Exercise aim:
Of all the lines below, output only those starting at the one with "it would send." and ending at the one with "async fn merchant_name(&self, _merchant_id: &MerchantId)", both ends included, exactly as written.

Saved data entries
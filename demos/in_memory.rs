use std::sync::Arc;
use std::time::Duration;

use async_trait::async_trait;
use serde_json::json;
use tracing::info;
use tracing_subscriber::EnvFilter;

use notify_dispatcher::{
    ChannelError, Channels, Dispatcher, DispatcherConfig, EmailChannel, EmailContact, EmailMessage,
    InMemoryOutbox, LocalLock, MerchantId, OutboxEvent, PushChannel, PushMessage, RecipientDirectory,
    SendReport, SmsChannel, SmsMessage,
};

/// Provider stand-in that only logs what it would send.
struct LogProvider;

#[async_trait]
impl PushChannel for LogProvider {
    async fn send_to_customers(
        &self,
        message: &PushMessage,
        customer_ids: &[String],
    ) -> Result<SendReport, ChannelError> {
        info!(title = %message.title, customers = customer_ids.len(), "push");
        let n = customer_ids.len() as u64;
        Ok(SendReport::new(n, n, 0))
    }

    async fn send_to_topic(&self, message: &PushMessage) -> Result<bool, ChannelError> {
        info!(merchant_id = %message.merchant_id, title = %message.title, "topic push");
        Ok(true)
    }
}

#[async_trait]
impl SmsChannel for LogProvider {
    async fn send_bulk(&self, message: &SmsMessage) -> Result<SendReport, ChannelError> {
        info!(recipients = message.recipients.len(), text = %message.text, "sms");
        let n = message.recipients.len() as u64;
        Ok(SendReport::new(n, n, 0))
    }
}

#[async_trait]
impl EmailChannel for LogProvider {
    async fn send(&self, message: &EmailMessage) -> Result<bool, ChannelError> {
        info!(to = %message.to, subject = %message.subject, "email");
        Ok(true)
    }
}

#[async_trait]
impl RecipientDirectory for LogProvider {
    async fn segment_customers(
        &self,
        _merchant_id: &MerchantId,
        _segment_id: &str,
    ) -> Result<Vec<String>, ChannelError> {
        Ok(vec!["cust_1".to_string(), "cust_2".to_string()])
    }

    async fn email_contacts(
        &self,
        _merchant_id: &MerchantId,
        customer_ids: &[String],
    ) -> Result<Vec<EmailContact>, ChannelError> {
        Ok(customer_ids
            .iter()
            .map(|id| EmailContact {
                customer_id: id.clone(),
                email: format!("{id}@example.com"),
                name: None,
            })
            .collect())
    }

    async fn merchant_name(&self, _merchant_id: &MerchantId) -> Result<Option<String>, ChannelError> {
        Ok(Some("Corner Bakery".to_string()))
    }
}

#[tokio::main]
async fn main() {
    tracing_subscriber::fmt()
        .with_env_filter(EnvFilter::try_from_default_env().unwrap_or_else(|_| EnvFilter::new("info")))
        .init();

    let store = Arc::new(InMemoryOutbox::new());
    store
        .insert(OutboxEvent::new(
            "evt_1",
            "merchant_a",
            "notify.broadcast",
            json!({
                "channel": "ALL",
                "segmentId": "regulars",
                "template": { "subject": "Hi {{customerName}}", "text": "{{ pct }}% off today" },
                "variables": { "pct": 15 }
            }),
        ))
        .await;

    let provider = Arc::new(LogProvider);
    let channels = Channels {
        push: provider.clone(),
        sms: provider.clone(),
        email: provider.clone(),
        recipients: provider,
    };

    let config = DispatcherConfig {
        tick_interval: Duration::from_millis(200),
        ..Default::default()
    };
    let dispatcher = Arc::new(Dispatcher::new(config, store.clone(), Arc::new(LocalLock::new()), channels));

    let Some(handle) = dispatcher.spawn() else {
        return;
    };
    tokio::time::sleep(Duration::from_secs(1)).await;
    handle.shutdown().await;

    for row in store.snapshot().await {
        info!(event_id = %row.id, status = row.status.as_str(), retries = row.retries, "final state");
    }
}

Written answer:
/// Provider stand-in that only logs what it would send.
struct LogProvider;

#[async_trait]
impl PushChannel for LogProvider {
    async fn send_to_customers(
        &self,
        message: &PushMessage,
        customer_ids: &[String],
    ) -> Result<SendReport, ChannelError> {
        info!(title = %message.title, customers = customer_ids.len(), "push");
        let n = customer_ids.len() as u64;
        Ok(SendReport::new(n, n, 0))
    }

    async fn send_to_topic(&self, message: &PushMessage) -> Result<bool, ChannelError> {
        info!(merchant_id = %message.merchant_id, title = %message.title, "topic push");
        Ok(true)
    }
}

#[async_trait]
impl SmsChannel for LogProvider {
    async fn send_bulk(&self, message: &SmsMessage) -> Result<SendReport, ChannelError> {
        info!(recipients = message.recipients.len(), text = %message.text, "sms");
        let n = message.recipients.len() as u64;
        Ok(SendReport::new(n, n, 0))
    }
}

#[async_trait]
impl EmailChannel for LogProvider {
    async fn send(&self, message: &EmailMessage) -> Result<bool, ChannelError> {
        info!(to = %message.to, subject = %message.subject, "email");
        Ok(true)
    }
}

#[async_trait]
impl RecipientDirectory for LogProvider {
    async fn segment_customers(
        &self,
        _merchant_id: &MerchantId,
        _segment_id: &str,
    ) -> Result<Vec<String>, ChannelError> {
        Ok(vec!["cust_1".to_string(), "cust_2".to_string()])
    }

    async fn email_contacts(
        &self,
        _merchant_id: &MerchantId,
        customer_ids: &[String],
    ) -> Result<Vec<EmailContact>, ChannelError> {
        Ok(customer_ids
            .iter()
            .map(|id| EmailContact {
                customer_id: id.clone(),
                email: format!("{id}@example.com"),
                name: None,
            })
            .collect())
    }

    async fn merchant_name(&self, _merchant_id: &MerchantId) -> Result<Option<String>, ChannelError> {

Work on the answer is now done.